Under a nitrogen gas atmosphere, 0.8 g (4.54 mmol) of Compound (8), 1.6 g (3.5 eq) of Compound (4), Pd (PPh- ₃ ) ₄ 0.08 g (0.7 × 10 ⁻ ) in a 100 mL round bottom flask ⁴ mol), 1.91 mL (3.3 eq) of (n-Et) NOH, 46 mL of anhydrous toluene and 12 mL of anhydrous THF were added. The temperature of the reaction mixture was raised to about 100 ° C. using an oil bath and then stirred for 48 hours. After the reaction was completed, the mixture was extracted three times using a mixed solvent of water and chloroform (water: chloroform = 1: 1 volume ratio), and the extracted organic layer was dried over MgSO ₄ . The resultant was distilled under reduced pressure to remove an organic solvent to obtain a solid, which was separated and purified using silica gel column chromatography using a mixed solvent of n-hexane and chloroform (n-hexane: chloroform = 6: 1). . 0.22 g (yield: about 17%) of the compound represented by Chemical Formula 1b was obtained. 3 shows ¹ H-NMR of Chemical Formula 1b.

¹ H-NMR (400 MHz, CD ₂ Cl ₂ ): δ 8.593-8.572 (d, 1H), 8.285-8.263 (d, 4H), 8.084-8.080 (d, 2H), 8.023-8.005 (d, 1H) , 7.801-7.794 (t, 1H), 7.746-7.724 (d, 6H), 7.693-7.469 (m, 25H), 7.433-7.392 (m, 4H), 7.340-7.298 (m, 2H), 7.272-7.203 ( m, 4H).

Measurement of physical properties

The compounds represented by Formulas 1a and 1b prepared according to the synthesis example were dissolved in chlorobenzene, the solution was spin coated on a quartz substrate, and then dried to form a thin film.

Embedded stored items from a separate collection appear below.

/// Stamp caller-supplied extra-attribute accessors onto an element type whose
/// inner exposes `base` and `extra` fields. Mutations fire an `"attributes"`
/// change carrying the affected value.
macro_rules! impl_extra_attr_api {
    ($ty:ident) => {
        impl $ty {
            /// Value of a caller-supplied extra attribute.
            pub fn attr(&self, name: &str) -> Option<String> {
                use $crate::attr::AttrsExt;
                self.inner.borrow().extra.get_attr(name).map(String::from)
            }

            /// All caller-supplied extra attributes, in order.
            pub fn attrs(&self) -> $crate::attr::ExtraAttrs {
                self.inner.borrow().extra.clone()
            }

            /// Set a caller-supplied extra attribute (insert or update).
            pub fn set_attr(&self, name: impl Into<String>, value: impl Into<String>) {
                use $crate::attr::AttrsExt;
                let name = name.into();
                let value = value.into();
                let dispatch = {
                    let mut inner = self.inner.borrow_mut();
                    if inner.extra.get_attr(&name) == Some(value.as_str()) {
                        return;
                    }
                    let old = inner.extra.set_attr(name, value.clone());
                    inner.base.change(
                        "attributes",
                        $crate::change::Value::from(old),
                        $crate::change::Value::Str(value),
                    )
                };
                dispatch.run();
            }

            /// Remove a caller-supplied extra attribute.
            pub fn remove_attr(&self, name: &str) -> Option<String> {
                use $crate::attr::AttrsExt;
                let (removed, dispatch) = {
                    let mut inner = self.inner.borrow_mut();
                    let Some(old) = inner.extra.remove_attr(name) else {
                        return None;
                    };
                    let dispatch = inner.base.change(
                        "attributes",
                        $crate::change::Value::Str(old.clone()),
                        $crate::change::Value::Null,
                    );
                    (old, dispatch)
                };
                dispatch.run();
                Some(removed)
            }
        }
    };
}

/// Stamp the owner back-reference setter onto a child element type. The
/// document root has no parent and does not get one.
macro_rules! impl_parent_slot {
    ($ty:ident) => {
        impl $ty {
            pub(crate) fn set_parent(
                &self,
                parent: Option<
                    std::rc::Weak<std::cell::RefCell<$crate::asset::AssetInner>>,
                >,
            ) {
                self.inner.borrow_mut().base.parent = parent;
            }
        }
    };
}

/// Stamp `<defs>` routing accessors onto an element type whose inner exposes
/// `base` and `store_in_defs` fields.
macro_rules! impl_defs_routing_api {
    ($ty:ident) => {
        impl $ty {
            /// Whether this element serializes inside the document's `<defs>`
            /// block.
            pub fn store_in_defs(&self) -> bool {
                self.inner.borrow().store_in_defs
            }

            /// Route this element into or out of the `<defs>` block.
            pub fn set_store_in_defs(&self, store: bool) {
                let dispatch = {
                    let mut inner = self.inner.borrow_mut();
                    if inner.store_in_defs == store {
                        return;
                    }
                    inner.store_in_defs = store;
                    inner
                        .base
                        .change("store_in_defs", (!store).into(), store.into())
                };
                dispatch.run();
            }

            /// Set the `<defs>` routing during construction.
            pub fn with_store_in_defs(self, store: bool) -> Self {
                self.inner.borrow_mut().store_in_defs = store;
                self
            }

            pub(crate) fn write_store_in_defs(&self, store: bool) {
                self.inner.borrow_mut().store_in_defs = store;
            }
        }
    };
}

pub(crate) use {
    impl_defs_routing_api, impl_element_api, impl_extra_attr_api, impl_parent_slot, impl_svg_node,
};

The UV-VIS spectrum and PL (photoluminescence) spectrum of the thin film obtained by the above procedure were measured, and the results are shown in FIG. 5. Referring to FIG. 5, the positions of the maximum UV-VIS absorption peaks of the compound represented by Chemical Formula 1a showed three characteristic peaks at 362 nm, 381 nm, and 402 nm, respectively. The location of the largest PL peak measured was approximately 435 nm. In addition, the thermal properties of the compound represented by Formula 1a prepared according to the synthesis example by using TGA (Thermogravimetric analysis) and DSC (Differential Scanning Calorimetry) were examined. At this time, the thermal characteristics were measured at a rate of 10 ° C./min under a nitrogen gas atmosphere. The TGA and DSC measurement results are shown in FIGS. 6 and 7, respectively. In FIG. 6, Chemical Formula 1a is for the compound represented by Chemical Formula 1a prepared in Synthesis Example, and the chemical formula 5 is named DPVBi [4,4 'bis (2,2) which is generally compared with a blue light emitting material. diphenylvinyl) -1,1 'biphenyl]. Referring to FIG. 6, DPVBi had a weight loss of about 5% at about 362 ° C., and a residual amount of about 50% by weight at about 440 ° C. On the other hand, in the case of the compound represented by Formula 1a, a weight loss of 5% was observed at about 525 ° C., and showed excellent thermal stability showing a residual amount of about 77% by weight at around 600 ° C. On the other hand, with reference to Figure 7, while showing a distinct melting point observed in most of the low-molecular electroluminescent materials (although it shows a distinct melting point even after melting and re-cooling fast), the compound represented by Formula 1a is 350 No melting phenomenon was observed during heating to ℃. This means that the compound represented by the formula (1a) is thermally very stable and is in a completely amorphous state. In addition, when the thin film was prepared using spin coating and the surface thereof was observed through a polarizing microscope, no crystal region was found in the thin film.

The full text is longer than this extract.